Mandy and her mom, Kim, invited Cameron, me, Mom, and Dad to join them for dinner after working on the fish house all afternoon. They take their holiday eating, drinking, and card-playing seriously, so we got along just fine. Cameron and I destroyed Mandy and her cousin (Kari? Kara? I can never remember which is which.) at a game of 500 after they casually mentioned that they’ve been playing together for years and never lose. As it turns out, Cameron and I have been playing together for years, too.

Here's Mandy, opening a gift a few days after Christmas.

I’ve often said that my Christmas trip to Minnesota never changes.
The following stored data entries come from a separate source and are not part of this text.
//! Capture file location and archive unpacking.
//!
//! Captures are often shipped gzip-compressed. Given a capture path, the
//! capture itself is used when present; otherwise a `.gz` archive of it is
//! unpacked next to the archive.

use std::ffi::OsString;
use std::fs::File;
use std::io::{self, BufReader, BufWriter, Read, Write};
use std::path::{Path, PathBuf};

use flate2::read::GzDecoder;

use super::AcquisitionLog;
use crate::domain::CaptureError;

const ARCHIVE_EXTENSION: &str = "gz";

/// Resolve `path` to a readable, uncompressed capture file.
///
/// - `path` exists and is not an archive → used as is
/// - `path` is an existing `.gz` archive → unpacked beside it
/// - `path.gz` exists → unpacked to `path`
///
/// # Errors
/// [`CaptureError::CaptureNotFound`] if neither the capture nor an archive
/// exists; [`CaptureError::ArchiveUnpackFailed`] if decompression fails.
pub fn locate_capture(path: &Path, log: &mut AcquisitionLog) -> Result<PathBuf, CaptureError> {
    let is_archive = path.extension().is_some_and(|ext| ext == ARCHIVE_EXTENSION);

    if path.is_file() && !is_archive {
        log.record(format!("Using capture {}", path.display()));
        return Ok(path.to_path_buf());
    }

    if path.is_file() && is_archive {
        let target = path.with_extension("");
        unpack(path, &target, log)?;
        return Ok(target);
    }

    let archive = archive_path_for(path);
    if archive.is_file() {
        unpack(&archive, path, log)?;
        return Ok(path.to_path_buf());
    }

    log.record(format!("No capture at {} and no archive {}", path.display(), archive.display()));
    Err(CaptureError::CaptureNotFound(path.to_path_buf()))
}

/// `capture.json` → `capture.json.gz`
fn archive_path_for(path: &Path) -> PathBuf {
    let mut name: OsString = path.as_os_str().to_owned();
    name.push(".");
    name.push(ARCHIVE_EXTENSION);
    PathBuf::from(name)
}

fn unpack(archive: &Path, target: &Path, log: &mut AcquisitionLog) -> Result<(), CaptureError> {
    log.record(format!("Unpacking {} -> {}", archive.display(), target.display()));

    let failed = |error: std::io::Error| CaptureError::ArchiveUnpackFailed {
        archive: archive.to_path_buf(),
        error: error.to_string(),
    };

    let input = File::open(archive).map_err(failed)?;
    let mut output = BufWriter::new(File::create(target).map_err(failed)?);

    match decompress(BufReader::new(input), &mut output) {
        Ok(bytes) => {
            log.record(format!("Unpacked {bytes} bytes"));
            Ok(())
        }
        Err(error) => {
            // Do not leave a truncated capture behind for the next run to pick up
            drop(output);
            let _ = std::fs::remove_file(target);
            Err(failed(error))
        }
    }
}

/// Decompress gzip `input` into `output` and flush it.
///
/// Only returns `Ok` once every byte has reached `output`'s sink.
fn decompress<R: Read, W: Write>(input: R, output: &mut W) -> io::Result<u64> {
    let bytes = io::copy(&mut GzDecoder::new(input), output)?;
    output.flush()?;
    Ok(bytes)
}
It did change a bit this year, with a lack of ice fishing and a decision to attend mass on Christmas morning rather than Midnight Mass, but I still had a fantastic trip.

22
Dec
09

I’m off to MN.

On Wednesday, I’ll be headed to Minnesota to hang out with my parents and brothers for a week. I’m looking forward to baking cookies, trimming the tree, exchanging gifts, going to midnight mass, ice fishing, etc, etc. If you’ve been following my blog for the past couple of years, you know that some parts of the Christmas tradition just aren’t negotiable at the Lindner house. I’ll tell you all about them when I return. I’ll bring pictures, too. Promise.
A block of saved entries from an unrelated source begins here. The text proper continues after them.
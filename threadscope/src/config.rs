//! Analysis configuration
//!
//! All symbolic names the analyzer keys on (process image, entry point,
//! message-loop anchor, activity labels) come from here rather than being
//! compiled in, so the same classifier works for other UI applications.
//! Defaults target the Visual Studio UI thread.

use std::path::Path;

use serde::{Deserialize, Serialize};

use crate::domain::ConfigError;

/// Top-level configuration for an analysis run.
#[derive(Debug, Clone, PartialEq, Eq, Serialize, Deserialize)]
pub struct AnalysisConfig {
    /// Image name of the process to analyze. Default: "devenv.exe".
    #[serde(default = "default_process_name")]
    pub process_name: String,

    /// Frame signature identifying the target thread's entry point.
    #[serde(default = "default_entry_signature")]
    pub entry_signature: String,

    /// Frame signature of the message loop; the frame it calls is the activity label.
    #[serde(default = "default_anchor_signature")]
    pub anchor_signature: String,

    /// Activity labels that map blocking time to dedicated buckets.
    #[serde(default)]
    pub activities: ActivityConfig,
}

/// Activity label signatures, matched exactly against the frame just inside the anchor.
#[derive(Debug, Clone, PartialEq, Eq, Serialize, Deserialize)]
pub struct ActivityConfig {
    /// Labels for waiting inside the message pump.
    #[serde(default = "default_message_pump_wait")]
    pub message_pump_wait: Vec<String>,

    /// Label for dispatching a message to a window procedure.
    #[serde(default = "default_process_message")]
    pub process_message: String,

    /// Label for the idle loop.
    #[serde(default = "default_idle")]
    pub idle: String,
}

fn default_process_name() -> String {
    "devenv.exe".to_string()
}

fn default_entry_signature() -> String {
    "devenv!WinMain".to_string()
}

fn default_anchor_signature() -> String {
    "msenv!MainMessageLoop::Run".to_string()
}

fn default_message_pump_wait() -> Vec<String> {
    vec!["user32!GetMessageW".to_string(), "user32!MsgWaitForMultipleObjectsEx".to_string()]
}

fn default_process_message() -> String {
    "user32!DispatchMessageW".to_string()
}

fn default_idle() -> String {
    "msenv!CMsoComponentManager::FDoIdle".to_string()
}

impl Default for AnalysisConfig {
    fn default() -> Self {
        Self {
            process_name: default_process_name(),
            entry_signature: default_entry_signature(),
            anchor_signature: default_anchor_signature(),
            activities: ActivityConfig::default(),
        }
    }
}

impl Default for ActivityConfig {
    fn default() -> Self {
        Self {
            message_pump_wait: default_message_pump_wait(),
            process_message: default_process_message(),
            idle: default_idle(),
        }
    }
}

impl AnalysisConfig {
    /// Load configuration from a JSON file and validate it.
    ///
    /// Fields missing from the file keep their defaults.
    ///
    /// # Errors
    /// Returns an error if the file cannot be read, is not valid JSON, or
    /// leaves a required signature empty.
    pub fn from_file(path: impl AsRef<Path>) -> Result<Self, ConfigError> {
        let path = path.as_ref();
        let content = std::fs::read_to_string(path)
            .map_err(|error| ConfigError::ReadFailed { path: path.to_path_buf(), error })?;
        let config: Self = serde_json::from_str(&content)
            .map_err(|error| ConfigError::ParseFailed { path: path.to_path_buf(), error })?;
        config.validate()?;
        Ok(config)
    }

    /// Reject configurations the analyzer cannot work with.
    ///
    /// # Errors
    /// Returns [`ConfigError::EmptyField`] naming the first empty field.
    pub fn validate(&self) -> Result<(), ConfigError> {
        let required = [
            ("process_name", self.process_name.as_str()),
            ("entry_signature", self.entry_signature.as_str()),
            ("anchor_signature", self.anchor_signature.as_str()),
            ("activities.process_message", self.activities.process_message.as_str()),
            ("activities.idle", self.activities.idle.as_str()),
        ];
        if let Some((field, _)) = required.iter().find(|(_, value)| value.trim().is_empty()) {
            return Err(ConfigError::EmptyField(*field));
        }
        if self.activities.message_pump_wait.iter().any(|s| s.trim().is_empty()) {
            return Err(ConfigError::EmptyField("activities.message_pump_wait"));
        }
        Ok(())
    }
}

#[cfg(test)]
mod tests {
    use super::*;
    use std::io::Write;

    #[test]
    fn test_defaults_are_valid() {
        let config = AnalysisConfig::default();
        assert!(config.validate().is_ok());
        assert_eq!(config.activities.message_pump_wait.len(), 2);
    }

    #[test]
    fn test_partial_file_keeps_defaults() {
        let mut file = tempfile::NamedTempFile::new().unwrap();
        write!(file, r#"{{ "process_name": "notepad.exe", "activities": {{ "idle": "app!Idle" }} }}"#)
            .unwrap();

        let config = AnalysisConfig::from_file(file.path()).unwrap();
        assert_eq!(config.process_name, "notepad.exe");
        assert_eq!(config.activities.idle, "app!Idle");
        assert_eq!(config.entry_signature, "devenv!WinMain");
        assert_eq!(config.activities.process_message, "user32!DispatchMessageW");
    }

    #[test]
    fn test_empty_anchor_rejected() {
        let config =
            AnalysisConfig { anchor_signature: "  ".to_string(), ..AnalysisConfig::default() };
        let err = config.validate().unwrap_err();
        assert!(err.to_string().contains("anchor_signature"));
    }

    #[test]
    fn test_missing_file_is_read_error() {
        let err = AnalysisConfig::from_file("/nonexistent/threadscope.json").unwrap_err();
        assert!(matches!(err, ConfigError::ReadFailed { .. }));
    }
}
Meanwhile, I’ve uploaded another song. It’s “The Captain” by Kasey Chambers. This song rips my heart out. It’s so broken and real and beautiful. You may not like what the song says, but you have to admire how well it captures a particular emotion that we all feel at some time or another during one of the weaker moments of our lives. Beautiful.
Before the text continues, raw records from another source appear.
use std::collections::HashMap;
use std::path::PathBuf;

use log::{info, warn};
use threadscope_common::{Event, FrameSymbol};

use super::symbol_cache::{cache_file_name, ModuleSymbols};

/// Outcome counts of a symbolization pass.
#[derive(Debug, Clone, Copy, Default, PartialEq, Eq)]
pub struct SymbolizationStats {
    /// Frames that already had a method name
    pub already_resolved: u64,
    /// Address frames resolved by this pass
    pub resolved: u64,
    /// Address frames left unresolved
    pub unresolved: u64,
}

impl SymbolizationStats {
    /// Percentage of frames with a method name after the pass.
    ///
    /// Returns 100.0 if no frames were seen.
    #[allow(clippy::cast_precision_loss)] // Precision loss acceptable for percentages
    #[must_use]
    pub fn coverage(&self) -> f64 {
        let named = self.already_resolved + self.resolved;
        let total = named + self.unresolved;
        if total > 0 {
            (named as f64 / total as f64) * 100.0
        } else {
            100.0
        }
    }
}

/// Resolves address frames from symbol cache files.
///
/// Module tables are loaded on first use and cached, including the fact that
/// a module has no cache file, so each module hits the filesystem once.
pub struct Symbolizer {
    sources: Vec<PathBuf>,
    modules: HashMap<String, Option<ModuleSymbols>>,
}

impl Symbolizer {
    /// Create a symbolizer searching `sources` in order.
    #[must_use]
    pub fn new(sources: Vec<PathBuf>) -> Self {
        Self { sources, modules: HashMap::new() }
    }

    /// Create a symbolizer over preloaded tables, without touching the filesystem.
    #[must_use]
    pub fn from_tables(tables: impl IntoIterator<Item = ModuleSymbols>) -> Self {
        let modules =
            tables.into_iter().map(|table| (table.module().to_string(), Some(table))).collect();
        Self { sources: Vec::new(), modules }
    }

    /// Resolve `addr` inside `module` to a method name.
    pub fn resolve(&mut self, module: &str, addr: u64) -> Option<String> {
        if !self.modules.contains_key(module) {
            let table = self.load_module(module);
            self.modules.insert(module.to_string(), table);
        }
        self.modules.get(module)?.as_ref()?.lookup(addr).map(str::to_owned)
    }

    /// Rewrite resolvable address frames of every event in place.
    pub fn symbolize_events(&mut self, events: &mut [Event]) -> SymbolizationStats {
        let mut stats = SymbolizationStats::default();
        for stack in events.iter_mut().filter_map(Event::stack_mut) {
            for frame in stack.iter_mut() {
                let FrameSymbol::Address(addr) = frame.symbol else {
                    stats.already_resolved += 1;
                    continue;
                };
                let name = frame.module.as_deref().and_then(|module| self.resolve(module, addr));
                match name {
                    Some(name) => {
                        frame.symbol = FrameSymbol::Method(name);
                        stats.resolved += 1;
                    }
                    None => stats.unresolved += 1,
                }
            }
        }
        info!(
            "Symbolization: {} resolved, {} unresolved ({:.1}% named)",
            stats.resolved,
            stats.unresolved,
            stats.coverage()
        );
        stats
    }

    fn load_module(&self, module: &str) -> Option<ModuleSymbols> {
        let file_name = cache_file_name(module);
        let path = self.sources.iter().map(|dir| dir.join(&file_name)).find(|p| p.is_file())?;
        match ModuleSymbols::from_file(&path) {
            Ok(table) => {
                info!("Loaded {} symbols for {module} from {}", table.len(), path.display());
                Some(table)
            }
            Err(e) => {
                warn!("Ignoring symbol cache: {e:#}");
                None
            }
        }
    }
}

#[cfg(test)]
mod tests {
    use super::*;
    use crate::symbolization::SymbolRange;
    use threadscope_common::Frame;

    fn table() -> ModuleSymbols {
        ModuleSymbols::new(
            "msenv",
            vec![SymbolRange { address: 0x1000, size: 0x100, name: "MainMessageLoop::Run".into() }],
        )
    }

    #[test]
    fn test_symbolize_events_rewrites_frames() {
        let mut events = vec![
            Event::Sample {
                timestamp: 0.0,
                pid: 1,
                tid: 1,
                stack: vec![
                    Frame::method("user32", "GetMessageW"),
                    Frame::address(Some("msenv"), 0x1010),
                    Frame::address(Some("msenv"), 0x9000),
                    Frame::address(None, 0x1010),
                ],
            },
            Event::ReadyThread { timestamp: 1.0, awakened_tid: 1 },
        ];

        let mut symbolizer = Symbolizer::from_tables([table()]);
        let stats = symbolizer.symbolize_events(&mut events);

        assert_eq!(stats, SymbolizationStats { already_resolved: 1, resolved: 1, unresolved: 2 });
        let stack = events[0].stack().unwrap();
        assert_eq!(stack[1].signature(), "msenv!MainMessageLoop::Run");
        assert!(stack[2].is_unresolved());
        assert!((stats.coverage() - 50.0).abs() < f64::EPSILON);
    }

    #[test]
    fn test_loads_from_first_source_with_file() {
        let empty = tempfile::tempdir().unwrap();
        let cache = tempfile::tempdir().unwrap();
        std::fs::write(
            cache.path().join("msenv.sym.json"),
            r#"{ "module": "msenv", "symbols": [{ "address": 32, "size": 16, "name": "Idle" }] }"#,
        )
        .unwrap();

        let mut symbolizer =
            Symbolizer::new(vec![empty.path().to_path_buf(), cache.path().to_path_buf()]);
        assert_eq!(symbolizer.resolve("msenv", 40).as_deref(), Some("Idle"));
        assert_eq!(symbolizer.resolve("clr", 40), None);
    }

    #[test]
    fn test_coverage_with_no_frames() {
        assert!((SymbolizationStats::default().coverage() - 100.0).abs() < f64::EPSILON);
    }
}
Enjoy your Christmas, Hanukkah, Kwanzaa, season, or whatever you choose to call this time spent with family.

14
Dec
09

New Song Added

I’ve added Kasey Chambers’ “Pony” to the download box at the right. I love this song.

Why aren’t more artists recording songs of this quality instead of shaking their heads like yeah?

14
Dec
09

Emmie Is Assimilating

A while back, I wrote a post welcoming Emmie to my home, but you may recall that I was worried about whether she’d be happy here or not. At the time, she seemed angry and me, Tiger, and anything else that got close to her. I’m happy to report that except for the fact that she still doesn’t like Tiger, she’s settled down considerably. She now follows me everywhere I go, which is troublesome when I walk down the hall in the dark, since I’m fairly likely to step on her while she weaves between my feet. She also gets up on top of everything. A few nights ago, a strange sound woke me from my sleep. When I woke up and turned on my bedside lamp, this is what I saw on the nightstand:

Apparently, Emmie is a big fan of ice water.

Of course, a few nights later, she tipped over a tall tumbler like this in the middle of the night, and it spilled onto my head while I was sleeping. We had to have a little discussion about that. I can’t live without ice water on my bedside table, though, so I guess I risk the occasional unplanned cold bath.

In addition to my bedside table, Emmie likes to hang out on top of the dryer, on the kitchen counter, and on my bed while I sleep. When I sit at the kitchen table, she jumps up there and joins me. Frankly, she’s got a lot more energy than old Mr. Kitty. Last night, she even helped me grade essays.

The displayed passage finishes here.